### About this task
Would you reproduce exactly the lines below from the one holding "held; autopilot is" through the one holding "telemetry.mode = Some(FlightMode::Brake);", inclusive, and no others?
══ Task input
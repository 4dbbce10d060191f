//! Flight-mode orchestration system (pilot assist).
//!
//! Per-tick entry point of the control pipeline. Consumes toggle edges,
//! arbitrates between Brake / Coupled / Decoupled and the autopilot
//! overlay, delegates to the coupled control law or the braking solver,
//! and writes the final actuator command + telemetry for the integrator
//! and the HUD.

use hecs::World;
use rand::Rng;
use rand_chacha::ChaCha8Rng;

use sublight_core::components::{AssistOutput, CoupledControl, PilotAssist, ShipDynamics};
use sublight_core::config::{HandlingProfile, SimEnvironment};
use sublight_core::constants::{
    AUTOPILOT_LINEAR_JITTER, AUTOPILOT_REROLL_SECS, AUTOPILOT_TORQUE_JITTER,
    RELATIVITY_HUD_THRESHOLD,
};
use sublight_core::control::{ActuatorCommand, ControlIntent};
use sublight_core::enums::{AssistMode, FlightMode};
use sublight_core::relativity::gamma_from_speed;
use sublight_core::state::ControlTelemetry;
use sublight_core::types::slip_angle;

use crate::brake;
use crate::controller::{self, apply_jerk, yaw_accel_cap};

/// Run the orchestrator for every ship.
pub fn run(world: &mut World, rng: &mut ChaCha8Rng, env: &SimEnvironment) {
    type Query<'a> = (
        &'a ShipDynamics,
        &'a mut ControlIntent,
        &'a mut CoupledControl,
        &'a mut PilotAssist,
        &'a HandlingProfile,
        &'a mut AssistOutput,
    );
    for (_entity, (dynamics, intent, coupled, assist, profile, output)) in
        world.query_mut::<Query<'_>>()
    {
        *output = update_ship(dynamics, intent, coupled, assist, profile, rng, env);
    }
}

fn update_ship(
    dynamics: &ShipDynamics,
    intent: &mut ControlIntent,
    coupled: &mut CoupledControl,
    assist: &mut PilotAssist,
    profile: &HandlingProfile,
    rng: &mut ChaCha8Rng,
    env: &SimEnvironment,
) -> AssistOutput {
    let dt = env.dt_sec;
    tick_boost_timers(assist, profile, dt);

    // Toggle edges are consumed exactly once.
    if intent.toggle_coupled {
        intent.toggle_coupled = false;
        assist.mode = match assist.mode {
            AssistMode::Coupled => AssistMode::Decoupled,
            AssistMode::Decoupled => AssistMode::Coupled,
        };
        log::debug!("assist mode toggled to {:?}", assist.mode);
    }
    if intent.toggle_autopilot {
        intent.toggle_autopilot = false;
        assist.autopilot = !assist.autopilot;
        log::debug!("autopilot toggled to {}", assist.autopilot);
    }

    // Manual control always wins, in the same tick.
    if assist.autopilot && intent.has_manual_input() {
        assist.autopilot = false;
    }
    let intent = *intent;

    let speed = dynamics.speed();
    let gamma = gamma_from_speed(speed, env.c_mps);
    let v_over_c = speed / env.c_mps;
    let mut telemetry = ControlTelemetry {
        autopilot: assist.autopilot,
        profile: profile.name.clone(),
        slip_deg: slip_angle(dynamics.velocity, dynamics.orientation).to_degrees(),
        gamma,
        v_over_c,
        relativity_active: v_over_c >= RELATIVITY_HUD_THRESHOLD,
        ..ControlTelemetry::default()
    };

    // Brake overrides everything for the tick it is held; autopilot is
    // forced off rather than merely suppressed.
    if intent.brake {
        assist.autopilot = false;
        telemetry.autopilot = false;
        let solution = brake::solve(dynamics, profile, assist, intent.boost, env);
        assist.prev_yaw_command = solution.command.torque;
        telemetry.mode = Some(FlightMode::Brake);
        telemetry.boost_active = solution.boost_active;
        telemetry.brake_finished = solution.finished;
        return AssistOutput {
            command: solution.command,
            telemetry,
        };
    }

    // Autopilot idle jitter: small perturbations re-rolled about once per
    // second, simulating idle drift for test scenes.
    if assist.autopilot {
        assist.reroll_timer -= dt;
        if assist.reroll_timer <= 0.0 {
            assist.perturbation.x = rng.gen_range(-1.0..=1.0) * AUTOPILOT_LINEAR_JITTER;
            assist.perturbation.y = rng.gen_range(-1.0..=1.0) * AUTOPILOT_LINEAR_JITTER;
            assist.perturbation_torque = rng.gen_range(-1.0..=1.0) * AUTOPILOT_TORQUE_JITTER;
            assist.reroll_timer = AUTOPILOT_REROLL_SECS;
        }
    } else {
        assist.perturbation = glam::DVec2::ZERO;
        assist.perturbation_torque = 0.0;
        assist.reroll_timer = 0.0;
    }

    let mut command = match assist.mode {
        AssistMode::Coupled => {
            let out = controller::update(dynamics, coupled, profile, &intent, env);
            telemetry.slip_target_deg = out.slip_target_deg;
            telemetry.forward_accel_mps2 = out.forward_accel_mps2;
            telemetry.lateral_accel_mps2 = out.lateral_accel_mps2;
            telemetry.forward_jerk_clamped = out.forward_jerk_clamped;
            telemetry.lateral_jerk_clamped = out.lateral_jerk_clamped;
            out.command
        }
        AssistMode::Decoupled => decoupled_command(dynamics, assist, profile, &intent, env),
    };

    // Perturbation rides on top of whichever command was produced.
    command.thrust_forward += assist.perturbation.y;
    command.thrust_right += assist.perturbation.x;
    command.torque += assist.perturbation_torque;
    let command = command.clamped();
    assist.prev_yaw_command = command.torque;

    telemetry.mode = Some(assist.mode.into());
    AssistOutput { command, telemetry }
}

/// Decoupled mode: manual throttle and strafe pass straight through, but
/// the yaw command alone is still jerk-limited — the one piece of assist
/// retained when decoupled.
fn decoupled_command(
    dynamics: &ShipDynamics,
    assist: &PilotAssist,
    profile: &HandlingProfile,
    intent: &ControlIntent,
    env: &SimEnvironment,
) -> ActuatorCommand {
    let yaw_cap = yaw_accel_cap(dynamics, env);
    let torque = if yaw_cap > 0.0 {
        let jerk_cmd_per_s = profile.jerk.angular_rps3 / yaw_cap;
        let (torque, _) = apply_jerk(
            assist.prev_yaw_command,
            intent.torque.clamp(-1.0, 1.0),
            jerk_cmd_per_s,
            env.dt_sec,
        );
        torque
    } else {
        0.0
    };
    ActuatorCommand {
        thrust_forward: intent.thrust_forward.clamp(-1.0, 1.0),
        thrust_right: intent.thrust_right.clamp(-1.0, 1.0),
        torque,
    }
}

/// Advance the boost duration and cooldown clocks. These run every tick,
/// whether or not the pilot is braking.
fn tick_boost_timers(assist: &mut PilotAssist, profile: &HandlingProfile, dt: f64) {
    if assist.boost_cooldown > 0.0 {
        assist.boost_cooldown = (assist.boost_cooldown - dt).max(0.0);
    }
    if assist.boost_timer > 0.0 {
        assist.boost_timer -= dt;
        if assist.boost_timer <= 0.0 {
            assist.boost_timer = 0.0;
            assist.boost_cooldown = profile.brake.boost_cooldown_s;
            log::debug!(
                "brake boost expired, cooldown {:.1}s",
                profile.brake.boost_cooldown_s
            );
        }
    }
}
════
### Solution to this exercise
    // Brake overrides everything for the tick it is held; autopilot is
    // forced off rather than merely suppressed.
    if intent.brake {
        assist.autopilot = false;
        telemetry.autopilot = false;
        let solution = brake::solve(dynamics, profile, assist, intent.boost, env);
        assist.prev_yaw_command = solution.command.torque;
        telemetry.mode = Some(FlightMode::Brake);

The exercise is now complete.